FBI agents involved in the probe of former Secretary of State Hillary Clinton’s emails were required to sign unusually-extensive nondisclosure agreements — forcing them into silence unless they’re called to testify in the matter. FBI insiders surmised there may have been an ‘inside deal.’
“This is very, very unusual,” said an unnamed, retired FBI chief, cited by the New York Post. “I’ve never signed one, never circulated one to others.”
According to the Post’s anonymous ‘sources,’ these “Case Briefing Acknowledgement” forms went beyond the nondisclosure agreements agents initially sign in order to gain security clearance.
“I have never heard of such a form,” an FBI agent currently on the job told the Post. “Sounds strange.”
But suspicions didn’t stop there.
“FBI agents believe there was an inside deal put in place after the Loretta Lynch/Bill Clinton tarmac meeting,” said another unnamed, unverified source
That meeting between the Attorney General and former President took place at Phoenix’s Sky Harbor International Airport on board a private plane parked on the tarmac. Though both Bill and Hillary Clinton scoffed at the immediate controversy over the meeting — downplaying rendezvous as nothing more than a cordial get-together — grumblings over a virtually undeniable conflict of interest have persisted.
A gas bomb further ignited flames of contention, when just days after the meeting, Department of Justice officials announced a not-at-all suspicious 27-month delay in the release of another batch of emails from Hillary’s private server.
That dubious postponement conveniently pushed the release date to October 2018 — nearly halfway through a theoretical Clinton first term in the White House.
Further, a nation already highly suspicious of Hillary’s foxlike ability to continue her bid for the presidency while under federal investigation for several areas of possible criminal activity hardened into cynicism when FBI Director James Comey announced the agency wouldn’t recommend charges.
In that statement, Comey — intentionally or not — ran through a laundry list of actual crimes Clinton committed, essentially rewriting federal law based on ‘intent’ in order to grant her de facto immunity from prosecution.
Centered around Section 793 of the U.S. legal code, the FBI ostensibly investigated whether or not classified information had been transmitted over the unclassified, non-secure personal server in place in the Clinton private residence.

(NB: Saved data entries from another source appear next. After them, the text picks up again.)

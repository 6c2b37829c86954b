//! Generic parameters functions

// ---------------------------------------------------------------------------
// IMPORTS
// ---------------------------------------------------------------------------

use serde::de::DeserializeOwned;
use std::fs::read_to_string;
use std::path::Path;
use thiserror::Error;
use toml;

// ---------------------------------------------------------------------------
// ENUMERATIONS
// ---------------------------------------------------------------------------

/// An error that occurs during loading of a parameter file.
#[derive(Debug, Error)]
pub enum LoadError {
    #[error("Cannot find the software root directory: {0}")]
    SwRootNotFound(std::io::Error),

    #[error("Cannot load the parmeter file: {0}")]
    FileLoadError(std::io::Error),

    #[error("Cannot read the parameter file: {0}")]
    DeserialiseError(toml::de::Error),
}

// ---------------------------------------------------------------------------
// PUBLIC FUNCTIONS
// ---------------------------------------------------------------------------

/// Load a parameter file
///
/// The file path is relative to the "<root>/params" directory
pub fn load<P>(param_file_path: &str) -> Result<P, LoadError>
where
    P: DeserializeOwned,
{
    // Get the params dir
    let mut path = crate::host::get_sw_root().map_err(LoadError::SwRootNotFound)?;
    path.push("params");
    path.push(param_file_path);

    load_from(path)
}

/// Load a parameter file from an explicit path.
pub fn load_from<P, Q>(path: Q) -> Result<P, LoadError>
where
    P: DeserializeOwned,
    Q: AsRef<Path>,
{
    // Load the file into a string
    let params_str = match read_to_string(path) {
        Ok(s) => s,
        Err(e) => return Err(LoadError::FileLoadError(e)),
    };

    // Parse the string into the parameter struct
    match toml::from_str(params_str.as_str()) {
        Ok(p) => Ok(p),
        Err(e) => Err(LoadError::DeserialiseError(e)),
    }
}
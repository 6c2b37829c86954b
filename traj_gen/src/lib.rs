//! # Trajectory generation library.
//!
//! Generates time-parameterised motion profiles for a ground robot from a set
//! of pose waypoints and kinematic limits, and splits the centroid profile
//! into per-wheel profiles for tank and swerve chassis.
//!
//! The pipeline is:
//!
//! ```text
//! waypoints + fit -> path::fit -> profile::generate -> modifier::{tank, swerve}
//! ```
//!
//! with [`model::ProfileModel`] holding the inputs and caching the outputs.

// ------------------------------------------------------------------------------------------------
// MODULES
// ------------------------------------------------------------------------------------------------

/// Error taxonomy shared by the whole pipeline
pub mod error;

/// Distance units and conversions between them
pub mod units;

/// Kinematic configuration and the enumerations it is built from
pub mod config;

/// Path fitting - turns waypoints into a dense smooth curve
pub mod path;

/// Trajectory sampling - turns a dense curve into a jerk limited time profile
pub mod profile;

/// Chassis modifiers - split a centroid trajectory into wheel trajectories
pub mod modifier;

/// The profile model - holds inputs and lazily derived trajectories
pub mod model;

/// Project files and legacy `.bot` imports
pub mod project;

/// Trajectory exporters (CSV and native binary)
pub mod export;

/// Parameters of the command line executable
pub mod params;

// ------------------------------------------------------------------------------------------------
// REEXPORTS
// ------------------------------------------------------------------------------------------------

pub use config::{DriveBase, FitMethod, KinematicConfig};
pub use error::{GenError, ProfileError};
pub use model::ProfileModel;
pub use path::Waypoint;
pub use profile::{Segment, Trajectory};
pub use units::Unit;
//! Informative check: dev-server liveness probe.
//!
//! One HTTP GET against the loopback health endpoint, bounded by a timeout.
//! A server that is down or slow during setup is expected, so every probe
//! outcome maps to pass or warn, never fail, and the run's exit code is
//! unaffected. Timeouts are reported distinctly from refused connections so
//! the log does not conflate the two.

use crate::config::{ProbeConfig, VerifierConfig};
use crate::console;
use serde::Deserialize;
use ureq::Agent;

#[derive(Clone, Debug, PartialEq, Eq)]
pub enum ProbeOutcome {
    /// Health endpoint responded with `{"ok": true}`.
    Healthy { version: Option<String> },
    /// The server responded, but with an error status, an unparsable body,
    /// or `ok: false`.
    Unhealthy { detail: String },
    /// No response within the timeout; the in-flight request is aborted.
    TimedOut,
    /// Connection refused or otherwise failed outright.
    Unreachable { detail: String },
}

#[derive(Deserialize)]
struct HealthBody {
    #[serde(default)]
    ok: bool,
    version: Option<String>,
}

/// Issue the single health request. Never blocks past the configured
/// timeout: the agent's global timeout covers connect, send, and read.
pub fn probe(config: &ProbeConfig) -> ProbeOutcome {
    let agent: Agent = Agent::config_builder()
        .timeout_global(Some(config.timeout))
        .build()
        .new_agent();
    let url = config.url();
    tracing::debug!(%url, timeout_ms = config.timeout.as_millis() as u64, "probing dev server");

    match agent.get(&url).call() {
        Ok(mut response) => match response.body_mut().read_json::<HealthBody>() {
            Ok(body) if body.ok => ProbeOutcome::Healthy {
                version: body.version,
            },
            Ok(_) => ProbeOutcome::Unhealthy {
                detail: "health endpoint reports ok=false".to_string(),
            },
            Err(_) => ProbeOutcome::Unhealthy {
                detail: "health response is not valid health JSON".to_string(),
            },
        },
        Err(ureq::Error::StatusCode(code)) => ProbeOutcome::Unhealthy {
            detail: format!("health endpoint returned HTTP {code}"),
        },
        Err(ureq::Error::Timeout(_)) => ProbeOutcome::TimedOut,
        Err(err) => ProbeOutcome::Unreachable {
            detail: err.to_string(),
        },
    }
}

pub fn run(config: &VerifierConfig) -> ProbeOutcome {
    console::section("check 4: dev server (optional)");

    let outcome = probe(&config.probe);
    let url = config.probe.url();
    match &outcome {
        ProbeOutcome::Healthy { version } => {
            console::success(&format!("dev server is responding at {url}"));
            console::success(&format!(
                "server version: {}",
                version.as_deref().unwrap_or("N/A")
            ));
        }
        ProbeOutcome::Unhealthy { detail } => {
            console::warning(&format!("dev server responded abnormally: {detail}"));
        }
        ProbeOutcome::TimedOut => {
            console::warning(&format!(
                "dev server did not respond within {:?}",
                config.probe.timeout
            ));
            console::info("start it with: cd web3-dapp && npm run dev");
        }
        ProbeOutcome::Unreachable { detail } => {
            console::warning(&format!("dev server is not running ({detail})"));
            console::info("start it with: cd web3-dapp && npm run dev");
        }
    }
    outcome
}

Though Comey admitted during the announcement that even top secret information had been exchanged in this way, his argument against prosecution centered on what the FBI surmised as carelessness, instead of criminal intent — despite the law’s disregard for motivation dictating criminality.

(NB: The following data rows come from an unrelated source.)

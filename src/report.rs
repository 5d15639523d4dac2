//! Check outcomes and the aggregated run summary.
//!
//! Every check returns structured [`CheckOutcome`]s; the orchestrator folds
//! them into a [`Summary`] instead of checks mutating shared counters. An
//! outcome is either a counted per-item result (one expected file, one env
//! key) or a check-level gate failure (a whole directory missing), which
//! raises the failure count without inflating the item total.

use crate::console;

#[derive(Clone, Copy, Debug, PartialEq, Eq)]
pub enum CheckStatus {
    Pass,
    Fail,
    Warn,
}

#[derive(Clone, Debug)]
pub struct CheckOutcome {
    pub status: CheckStatus,
    pub message: String,
    counted: bool,
}

impl CheckOutcome {
    /// A per-item result that counts toward the item total.
    pub fn item(status: CheckStatus, message: impl Into<String>) -> Self {
        CheckOutcome {
            status,
            message: message.into(),
            counted: true,
        }
    }

    /// A whole-check failure (e.g. the build output root is absent). Counts
    /// as one failure but does not add to the item total, so an empty
    /// project reports one failure per broken check rather than one per
    /// expected file it never looked at.
    pub fn gate_failure(message: impl Into<String>) -> Self {
        CheckOutcome {
            status: CheckStatus::Fail,
            message: message.into(),
            counted: false,
        }
    }
}

/// Run-scoped counters, finalized once after all checks complete.
#[derive(Clone, Copy, Debug, Default, PartialEq, Eq)]
pub struct Summary {
    pub total: usize,
    pub passed: usize,
    pub failed: usize,
    pub warnings: usize,
}

impl Summary {
    pub fn absorb(&mut self, outcome: &CheckOutcome) {
        if outcome.counted {
            self.total += 1;
        }
        match outcome.status {
            CheckStatus::Pass => self.passed += 1,
            CheckStatus::Fail => self.failed += 1,
            CheckStatus::Warn => self.warnings += 1,
        }
    }

    pub fn fold<'a, I>(outcomes: I) -> Summary
    where
        I: IntoIterator<Item = &'a CheckOutcome>,
    {
        let mut summary = Summary::default();
        for outcome in outcomes {
            summary.absorb(outcome);
        }
        summary
    }

    pub fn pass_rate(&self) -> f64 {
        if self.total == 0 {
            0.0
        } else {
            self.passed as f64 / self.total as f64
        }
    }

    pub fn exit_code(&self) -> u8 {
        if self.failed == 0 {
            0
        } else {
            1
        }
    }
}

/// Print the human-readable run summary.
pub fn print_summary(summary: &Summary) {
    console::section("summary");
    console::blank();
    println!("checked items: {}", summary.total);
    console::success(&format!("passed: {}", summary.passed));
    console::failure(&format!("failed: {}", summary.failed));
    console::warning(&format!("warnings: {}", summary.warnings));
    console::blank();

    let rate = summary.pass_rate() * 100.0;
    if summary.failed == 0 {
        console::success(&format!("all checks passed ({rate:.1}%)"));
        console::blank();
        console::info("the project is ready for development or deployment");
    } else {
        console::warning(&format!(
            "{} problem(s) to fix (pass rate: {rate:.1}%)",
            summary.failed
        ));
    }
}

/// Ordered remediation steps, printed whenever the run has failures.
pub fn print_fix_suggestions() {
    console::section("suggested fixes");
    console::blank();
    console::info("run these steps in order to repair the setup:");
    console::blank();

    println!("1. compile the contracts:");
    println!("   cd foundry-demo && forge build");
    println!();
    println!("2. export the ABIs to the front-end:");
    println!("   cd web3-dapp && npm run export-abis");
    println!();
    println!("3. configure the environment:");
    println!("   cp web3-dapp/.env.local.example web3-dapp/.env.local");
    println!("   # then edit .env.local and fill in real values");
    println!();
    println!("4. install front-end dependencies:");
    println!("   cd web3-dapp && npm install");
    println!();
    println!("5. start the dev server:");
    println!("   cd web3-dapp && npm run dev");
    println!();
    println!("6. open the app:");
    println!("   http://localhost:3000");
    println!();
}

“But Comey’s assertion, that a lack of intent creates a situation that doesn’t rise to criminal behavior, is patently false, as the statute itself criminalizes gross negligence,” The Free Thought Project’s Jay Syrmopoulos previously reported. “In essence, the FBI rewrote the law specifically for this case — deviating substantially from the intent of the law passed by Congress.”

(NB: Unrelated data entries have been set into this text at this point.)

//! Static contract and network catalog consumed by the front-end.
//!
//! The registry is pure data built once at process start: logical contract
//! names mapped to deployed addresses and ABIs, and logical network names
//! mapped to chain metadata. It performs no I/O and is never mutated after
//! construction. Shape invariants (address format, unique names and chain
//! ids, non-empty RPC lists) are not enforced by the types themselves;
//! callers run [`Registry::validate`] at startup so a malformed catalog is
//! surfaced as a configuration error instead of a broken runtime.

use anyhow::{bail, Result};
use regex::Regex;
use serde::Serialize;

/// State-mutability class of a contract function.
// All four ABI classes are part of the schema; the built-in catalog only
// happens to contain view and nonpayable functions.
#[allow(dead_code)]
#[derive(Clone, Copy, Debug, PartialEq, Eq, Serialize)]
#[serde(rename_all = "lowercase")]
pub enum Mutability {
    View,
    NonPayable,
    Payable,
    Pure,
}

/// One function input or output slot.
#[derive(Clone, Debug, PartialEq, Eq, Serialize)]
pub struct Parameter {
    pub name: String,
    #[serde(rename = "type")]
    pub ty: String,
}

/// One entry in a contract's ABI. Names may repeat (overloads); callers that
/// need to resolve a call target key by `(name, input types)`, not name alone.
#[derive(Clone, Debug, PartialEq, Eq, Serialize)]
pub struct FunctionSignature {
    pub name: String,
    pub inputs: Vec<Parameter>,
    pub outputs: Vec<Parameter>,
    #[serde(rename = "stateMutability")]
    pub mutability: Mutability,
}

/// A deployed contract: logical name, address, and callable interface.
#[derive(Clone, Debug, Serialize)]
pub struct ContractDescriptor {
    pub name: String,
    pub address: String,
    pub interface: Vec<FunctionSignature>,
}

#[derive(Clone, Debug, Serialize)]
pub struct NativeCurrency {
    pub name: String,
    pub symbol: String,
    pub decimals: u8,
}

/// Chain metadata for wallet/provider configuration.
#[derive(Clone, Debug, Serialize)]
pub struct NetworkDescriptor {
    pub name: String,
    pub chain_id: u64,
    pub display_name: String,
    pub native_currency: NativeCurrency,
    pub rpc_endpoints: Vec<String>,
    pub explorer_url: String,
}

/// The full read-only catalog.
#[derive(Clone, Debug)]
pub struct Registry {
    contracts: Vec<ContractDescriptor>,
    networks: Vec<NetworkDescriptor>,
}

impl Registry {
    pub fn new(contracts: Vec<ContractDescriptor>, networks: Vec<NetworkDescriptor>) -> Self {
        Registry {
            contracts,
            networks,
        }
    }

    /// The catalog shipped with the teaching project: the demo contracts on
    /// Sepolia plus the Sepolia chain metadata.
    pub fn builtin() -> Self {
        Registry::new(builtin_contracts(), vec![sepolia()])
    }

    pub fn contract(&self, name: &str) -> Option<&ContractDescriptor> {
        self.contracts.iter().find(|c| c.name == name)
    }

    pub fn network(&self, name: &str) -> Option<&NetworkDescriptor> {
        self.networks.iter().find(|n| n.name == name)
    }

    pub fn contracts(&self) -> &[ContractDescriptor] {
        &self.contracts
    }

    pub fn networks(&self) -> &[NetworkDescriptor] {
        &self.networks
    }

    /// Check the catalog's shape invariants and report every violation.
    pub fn validate(&self) -> Result<()> {
        let address_re =
            Regex::new("^0x[0-9a-fA-F]{40}$").expect("regex for contract addresses");
        let mut violations = Vec::new();

        for contract in &self.contracts {
            if !address_re.is_match(&contract.address) {
                violations.push(format!(
                    "contract {}: address {:?} is not a 20-byte hex address",
                    contract.name, contract.address
                ));
            }
        }
        for (index, contract) in self.contracts.iter().enumerate() {
            if self.contracts[..index]
                .iter()
                .any(|other| other.name == contract.name)
            {
                violations.push(format!("duplicate contract name {:?}", contract.name));
            }
        }

        for network in &self.networks {
            if network.chain_id == 0 {
                violations.push(format!("network {}: chain id must be positive", network.name));
            }
            if !network.rpc_endpoints.iter().any(|url| !url.is_empty()) {
                violations.push(format!(
                    "network {}: needs at least one non-empty RPC endpoint",
                    network.name
                ));
            }
        }
        for (index, network) in self.networks.iter().enumerate() {
            if self.networks[..index]
                .iter()
                .any(|other| other.chain_id == network.chain_id)
            {
                violations.push(format!("duplicate chain id {}", network.chain_id));
            }
        }

        if violations.is_empty() {
            Ok(())
        } else {
            bail!("registry is malformed: {}", violations.join("; "))
        }
    }
}

fn param(name: &str, ty: &str) -> Parameter {
    Parameter {
        name: name.to_string(),
        ty: ty.to_string(),
    }
}

fn func(
    name: &str,
    inputs: Vec<Parameter>,
    outputs: Vec<Parameter>,
    mutability: Mutability,
) -> FunctionSignature {
    FunctionSignature {
        name: name.to_string(),
        inputs,
        outputs,
        mutability,
    }
}

fn builtin_contracts() -> Vec<ContractDescriptor> {
    vec![
        ContractDescriptor {
            name: "Counter".to_string(),
            address: "0x431306040c181E768C4301a7bfD4fC6a770E833F".to_string(),
            interface: vec![
                func("increment", vec![], vec![], Mutability::NonPayable),
                func(
                    "number",
                    vec![],
                    vec![param("", "uint256")],
                    Mutability::View,
                ),
                func(
                    "setNumber",
                    vec![param("newNumber", "uint256")],
                    vec![],
                    Mutability::NonPayable,
                ),
            ],
        },
        ContractDescriptor {
            name: "Erc20Token".to_string(),
            address: "0xa7d726B7F1085F943056C2fB91abE0204eC6d6DA".to_string(),
            interface: vec![
                func("name", vec![], vec![param("", "string")], Mutability::View),
                func("symbol", vec![], vec![param("", "string")], Mutability::View),
                func(
                    "totalSupply",
                    vec![],
                    vec![param("", "uint256")],
                    Mutability::View,
                ),
                func(
                    "balanceOf",
                    vec![param("account", "address")],
                    vec![param("", "uint256")],
                    Mutability::View,
                ),
                func("owner", vec![], vec![param("", "address")], Mutability::View),
                func(
                    "mintedByAddress",
                    vec![param("", "address")],
                    vec![param("", "uint256")],
                    Mutability::View,
                ),
                func(
                    "MAX_MINT_PER_ADDRESS",
                    vec![],
                    vec![param("", "uint256")],
                    Mutability::View,
                ),
                func(
                    "mint",
                    vec![param("amount", "uint256")],
                    vec![],
                    Mutability::NonPayable,
                ),
                func(
                    "remainingMintAmount",
                    vec![param("account", "address")],
                    vec![param("", "uint256")],
                    Mutability::View,
                ),
            ],
        },
    ]
}

fn sepolia() -> NetworkDescriptor {
    NetworkDescriptor {
        name: "sepolia".to_string(),
        chain_id: 11_155_111,
        display_name: "Sepolia".to_string(),
        native_currency: NativeCurrency {
            name: "Ether".to_string(),
            symbol: "ETH".to_string(),
            decimals: 18,
        },
        rpc_endpoints: vec!["https://rpc.sepolia.org".to_string()],
        explorer_url: "https://sepolia.etherscan.io".to_string(),
    }
}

Further still, Comey’s detailed explanation included no less than three instances directly contradicting Clinton’s sworn testimony before Congress during the inquiry on Benghazi — meaning, the mendacious former secretary of state committed perjury. Though legal repercussions of perjuring oneself before Congress might be debatable, a top presidential candidate’s veritable inability to keep multiple outright lies hidden from the public should effectively disqualify her from office.
Clinton’s Houdini-like escape from prosecution despite Comey’s damning announcement infuriated politicians, particularly in the Republican Party.
During a Congressional inquiry of Comey, another controversial revelation came to light: Clinton had not been under oath during FBI questioning — and, worse, no transcript or other recording was made.
Furor over Comey’s choice not to recommend the DOJ charge Clinton didn’t stop with politicians outside the investigation, however, as the Post reported another unnamed source inside the Justice Department was “furious” with the decision, saying the FBI director “managed to piss off the right and left.”
If the apparently unprecedented nondisclosure forms the Post’s anonymous sources described were indeed signed by agents involved in the investigation, doubts should rightly be raised on both the accuracy of that probe as well as its conclusions.
Were the investigation legitimately attempting to discern whether or not Hillary Clinton committed a crime by transmitting top secret and other classified information over non-secure avenues, it would seem incongruent to force agents into unusual secrecy.